Similar to Escape! but even more intense. Once again the defender must cross the area to escape. In a twist, this drill uses multiple attackers! The defender’s strategies must adapt to deal with this added challenge.

The defender must use positioning to keep all the attackers to one side. If the defender can see all the attackers at once it makes the drill easier. Also, if the defender can keep the attackers lined up they will be unable to attack simultaneously. Meanwhile the attackers’ goal is to get on either side of the defender to maximize their advantage.

Escape! Big Sibling/Little Sibling

escape little.png

One participant will be on a team with the defender but they are playing the part of someone unable to defend themselves. The defender must fight off all the attackers while allowing their helpless teammate to escape. The defender’s goal is for both participants to escape, but the top priority is to allow the helpless teammate to escape unharmed. The attackers may attack either defender, but their main goal should be to attack the helpless one. 

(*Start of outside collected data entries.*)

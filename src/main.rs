//! Main entry point for the Bhashini translator

#![forbid(unsafe_code)]

use clap::Parser;
use dotenvy::dotenv;
use std::path::PathBuf;
use tracing_subscriber::{layer::SubscriberExt, util::SubscriberInitExt};

use bhashini_translator::cli::commands::{self, Commands};
use bhashini_translator::TranslatorConfig;

/// Bhashini Translator - forwards translation requests to the Bhashini pipeline
#[derive(Parser, Debug)]
#[command(name = "bhashini-translator", version, about, long_about = None)]
struct Args {
    /// Settings file (default: translator.* in the working directory, if present)
    #[arg(short, long)]
    config: Option<PathBuf>,

    /// API key for Bhashini (optional, defaults to TRANSLATION_BHASHINI_API_KEY env var)
    #[arg(long)]
    api_key: Option<String>,

    /// Enable verbose logging
    #[arg(short, long)]
    verbose: bool,

    #[command(subcommand)]
    command: Option<Commands>,
}

#[tokio::main]
async fn main() -> anyhow::Result<()> {
    // Load environment variables
    dotenv().ok();

    let args = Args::parse();

    let log_level = if args.verbose { "debug" } else { "info" };
    tracing_subscriber::registry()
        .with(
            tracing_subscriber::EnvFilter::try_from_default_env().unwrap_or_else(|_| {
                format!("bhashini_translator={0},tower_http={0}", log_level).into()
            }),
        )
        .with(tracing_subscriber::fmt::layer())
        .init();

    let mut config = TranslatorConfig::load_from(args.config.as_deref())?;
    if let Some(api_key) = args.api_key {
        config.bhashini_api_key = Some(api_key);
    }

    match args.command {
        Some(Commands::Serve { host, port }) => {
            commands::handle_serve(config, host, port).await?;
        }
        Some(Commands::Translate {
            text,
            target_lang,
            source_lang,
        }) => {
            commands::handle_translate(config, text, target_lang, source_lang).await?;
        }
        None => {
            commands::handle_serve(config, None, None).await?;
        }
    }

    Ok(())
}
//! Custom error types for translation operations

use axum::http::StatusCode;
use axum::response::{IntoResponse, Response};
use thiserror::Error;

use crate::core::models::ErrorResponse;

/// Translation-related errors
#[derive(Error, Debug)]
pub enum TranslationError {
    /// Outbound call to the pipeline failed before a body was received
    #[error("Network error: {message}")]
    NetworkError {
        /// Transport error reported by the HTTP client
        message: String,
    },

    /// Pipeline body was not valid JSON
    #[error("Invalid response: {message}")]
    InvalidResponseError {
        /// JSON parser error
        message: String,
    },

    /// Inbound request could not be decoded
    #[error("Invalid request: {message}")]
    InvalidRequest {
        /// Status to answer with
        status: StatusCode,
        /// Rejection reason
        message: String,
    },

    /// Configuration error
    #[error("Configuration error: {message}")]
    ConfigError {
        /// What is wrong with the configuration
        message: String,
    },

    /// Reqwest error
    #[error("HTTP client error: {0}")]
    HttpError(#[from] reqwest::Error),
}

impl TranslationError {
    /// HTTP status reported to the caller
    pub fn status_code(&self) -> StatusCode {
        match self {
            TranslationError::InvalidRequest { status, .. } => *status,
            _ => StatusCode::INTERNAL_SERVER_ERROR,
        }
    }
}

impl From<config::ConfigError> for TranslationError {
    fn from(err: config::ConfigError) -> Self {
        TranslationError::ConfigError {
            message: err.to_string(),
        }
    }
}

impl IntoResponse for TranslationError {
    fn into_response(self) -> Response {
        let status = self.status_code();
        let body = ErrorResponse {
            error: self.to_string(),
        };
        (status, axum::Json(body)).into_response()
    }
}

/// Result type for translation operations
pub type Result<T> = std::result::Result<T, TranslationError>;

I typically just let the drill run until either the helpless teammate escapes or until they’re scored on. However if you’d If you’d like to formally score this drill and allow teams to compete for a high score, I recommend the following system:

Defenders score 3 points if the defenseless teammate escapes without being scored on, and an additional 2 points if the defender escapes while being scored on less than 5 times. No points are awarded if the defender escapes and the helpless teammate does not. Maximum score of 5.

Attackers score 1 point for each strike they land on the defender and win after 5 points OR they immediately win if they score a strike on the helpless teammate. Either win counts as 5 points.

The defender should keep themselves in between the attackers and the helpless teammate. Communication is very important! If the defender can yell “go!” to the helpless teammate when it’s time to run, they increase their chances of victory. Additionally, the helpless teammate can keep a hand on the defender’s shoulder. This allows the defender to watch the attackers while still being aware of the helpless teammate’s position.

Fun and Self Defense All Rolled Into One!

Doing the same drills every class can get repetitive, so more variety means more fun! Not only do these drills offer that variety, but they also teach self defense through sparring. When your goal switches from winning to escaping (or helping someone else escape), you begin to train with self defense in mind!